『百円の恋』脚本家が初監督!男子の“おっぱい”への想いがつまった“性春”ストーリー『14の夜』

たけうちんぐ 映画 14の夜 足立紳 犬飼直紀 濱田マリ 門脇麦 和田正人 浅川梨奈 SUPER☆GiRLS ガダルカナル・タカ 光石研
© 2016「14の夜」製作委員会

 それは想像していたよりも“地獄”だった。単なる童貞少年の鬱屈した日常をイメージしていると不意を突かれる。
その“地獄”はもちろん命に別状はない。ただ、14歳の世界がいかに狭いか思い知らされるのだ。
思春期は小さな挫折を絶望に感じ、僅かな喜びを幸福を覚える。そんなタカシの地獄から救ってくれる唯一の希望は、「おっぱい」だったのだ。

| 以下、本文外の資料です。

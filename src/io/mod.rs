//! Output utilities for inspecting scenes.
//!
//! Provides SVG serialization of occluders and visibility polygons.

mod svg;

pub use svg::{polygon_to_svg_path, polyline_to_svg_path, segments_to_svg_path, SvgScene};
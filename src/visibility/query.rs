//! Point-to-point line of sight.

use super::sweep::{occluders, validate_inputs};
use crate::error::VisibilityError;
use crate::primitives::{Point2, Segment2};
use num_traits::Float;

/// Checks whether `target` can be seen from `origin`.
///
/// The target is visible when it lies within `radius` and the straight sight
/// line does not properly cross any segment. Grazing a segment endpoint or
/// running along a segment does not block the view. This is exact and avoids
/// building the whole polygon when only a few points matter.
///
/// # Errors
///
/// Same input checks as [`visibility_polygon`](super::visibility_polygon):
/// [`VisibilityError::InvalidRadius`] and [`VisibilityError::NonFiniteInput`]
/// (the target included).
///
/// # Example
///
/// ```
/// use sightfield::visibility::is_visible;
/// use sightfield::{Point2, Segment2};
///
/// let wall = [Segment2::from_coords(5.0, -5.0, 5.0, 5.0)];
/// let eye = Point2::origin();
///
/// assert!(is_visible(eye, 20.0, &wall, Point2::new(4.0, 0.0)).unwrap());
/// assert!(!is_visible(eye, 20.0, &wall, Point2::new(8.0, 0.0)).unwrap());
/// ```
pub fn is_visible<F: Float>(
    origin: Point2<F>,
    radius: F,
    segments: &[Segment2<F>],
    target: Point2<F>,
) -> Result<bool, VisibilityError> {
    validate_inputs(origin, radius, segments)?;
    if !target.is_finite() {
        return Err(VisibilityError::NonFiniteInput);
    }

    if origin.distance_squared(target) > radius * radius {
        return Ok(false);
    }

    let sight = Segment2::new(origin, target);
    Ok(!occluders(segments).into_iter().any(|s| sight.crosses(s)))
}

#[cfg(test)]
mod tests {
    use super::*;
    use crate::bounds::Aabb2;
    use crate::visibility::visibility_polygon;

    fn wall() -> [Segment2<f64>; 1] {
        [Segment2::from_coords(5.0, -5.0, 5.0, 5.0)]
    }

    #[test]
    fn test_blocked_by_wall() {
        let eye = Point2::origin();
        assert!(is_visible(eye, 20.0, &wall(), Point2::new(4.0, 0.0)).unwrap());
        assert!(!is_visible(eye, 20.0, &wall(), Point2::new(8.0, 0.0)).unwrap());
        assert!(!is_visible(eye, 20.0, &wall(), Point2::new(9.0, 8.0)).unwrap());
        assert!(is_visible(eye, 20.0, &wall(), Point2::new(8.0, 9.0)).unwrap());
        assert!(is_visible(eye, 20.0, &wall(), Point2::new(-8.0, 0.0)).unwrap());
    }

    #[test]
    fn test_grazing_endpoint_is_visible() {
        let eye = Point2::origin();
        assert!(is_visible(eye, 20.0, &wall(), Point2::new(8.0, 8.0)).unwrap());
    }

    #[test]
    fn test_beyond_radius() {
        let eye = Point2::origin();
        assert!(!is_visible(eye, 5.0, &[], Point2::new(6.0, 0.0)).unwrap());
        assert!(is_visible(eye, 5.0, &[], Point2::new(3.0, 4.0)).unwrap());
    }

    #[test]
    fn test_input_errors() {
        let eye: Point2<f64> = Point2::origin();
        assert_eq!(
            is_visible(eye, 0.0, &wall(), Point2::new(1.0, 0.0)),
            Err(VisibilityError::InvalidRadius)
        );
        assert_eq!(
            is_visible(eye, 10.0, &wall(), Point2::new(f64::NAN, 0.0)),
            Err(VisibilityError::NonFiniteInput)
        );
    }

    #[test]
    fn test_agrees_with_polygon() {
        let mut segments = Aabb2::new(Point2::new(0.0, 0.0), Point2::new(100.0, 100.0))
            .edges()
            .to_vec();
        segments.extend(Aabb2::new(Point2::new(40.0, 40.0), Point2::new(60.0, 60.0)).edges());
        segments.push(Segment2::from_coords(20.0, 70.0, 35.0, 85.0));

        let eye = Point2::new(10.0, 50.0);
        let poly = visibility_polygon(eye, 500.0, &segments).unwrap();

        for target in [
            Point2::new(30.0, 50.0),
            Point2::new(90.0, 10.0),
            Point2::new(80.0, 50.0),
            Point2::new(70.0, 90.0),
            Point2::new(35.0, 95.0),
            Point2::new(15.0, 90.0),
            Point2::new(95.0, 95.0),
        ] {
            assert_eq!(
                poly.contains(target),
                is_visible(eye, 500.0, &segments, target).unwrap(),
                "disagreement at {:?}",
                target
            );
        }
    }

    #[test]
    fn test_agrees_with_polygon_on_grid() {
        // Two walls running out of range: one straight ahead, one across the upper left
        let segments = [
            Segment2::from_coords(5.0, -20.0, 5.0, 20.0),
            Segment2::from_coords(-12.0, 0.0, 0.0, 12.0),
        ];
        let eye = Point2::origin();
        let radius = 10.0;
        let poly = visibility_polygon(eye, radius, &segments).unwrap();

        let mut checked = 0;
        for i in 0..16 {
            for j in 0..16 {
                let target = Point2::new(-11.75 + 1.5 * i as f64, -11.75 + 1.5 * j as f64);

                // Chords of the arc and the wall lines are where the polygon is approximate
                if (target.distance(eye) - radius).abs() < 0.1
                    || segments.iter().any(|s| s.distance_to_point(target) < 0.05)
                {
                    continue;
                }

                assert_eq!(
                    poly.contains(target),
                    is_visible(eye, radius, &segments, target).unwrap(),
                    "disagreement at {:?}",
                    target
                );
                checked += 1;
            }
        }
        assert!(checked > 200);
    }
}
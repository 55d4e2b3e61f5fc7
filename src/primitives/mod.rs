//! Floating-point geometric primitives and operations.

mod point2;
mod ray2;
mod segment2;
mod vec2;

pub use point2::Point2;
pub use ray2::Ray2;
pub use segment2::Segment2;
pub use vec2::Vec2;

『百円の恋』で第39回日本アカデミー賞・最優秀脚本賞などあらゆる映画賞を受賞した脚本家・足立紳の初監督作品。
主人公・タカシ役にオーディションから選ばれた新人・犬飼直紀、ダメ親父役に光石研、その妻役に濱田マリ、ヤンキーの“巨乳”同級生のメグミ役にSUPER☆GiRLSの浅川梨奈といった個性豊かな面々が、1987年の田舎町を舞台にした中学生男子の“地獄”から“性春”への逃避行を色鮮やかに彩る。

おっぱいこそが別世界に連れていってくれるファンタジー

たけうちんぐ 映画 14の夜 足立紳 犬飼直紀 濱田マリ 門脇麦 和田正人 浅川梨奈 SUPER☆GiRLS ガダルカナル・タカ 光石研
© 2016「14の夜」製作委員会

 タカシの絶望の多くは父・忠雄のダメっぷりにある。一番尊敬したいはずの人物が一番最悪なことが、良い塩梅に地獄を与えてくれる。特に姉・春子が連れてきた婚約相手との一家団欒シーンのぶち壊しっぷりがたまらない。
松田聖子やジャッキー・チェンなど時代を感じさせる固有名詞が飛び交う中、見ている分には爆笑。そこに居る分には地獄。そんな救いようのない日常が繰り出される。
ここから逃げ出したい。だが、現実逃避をするにも旅ができるような環境にない。そうなるともはやおっぱいしかない。幼馴染のメグミの、AV女優の、その豊満なおっぱいこそがタカシを別世界に連れていってくれるファンタジーなのだ。

 ミツル、サトシ、竹内の冴えない仲間たちの会話もまた、どうしようもない性欲とどうでもいい見栄が入り乱れて苦笑する。ある意味、彼らが童貞であることが何よりも救いに思える。全てを知ってしまうより、女性への夢を持つことがこの田舎町の世界を広げている。
AV女優のサイン会でAV女優のおっぱいを揉むことがまるで何かのワールドカップのような、アカデミー賞のような、史上最高の勲章にしか見えていないのが良い意味でも悪い意味でも泣けてくる。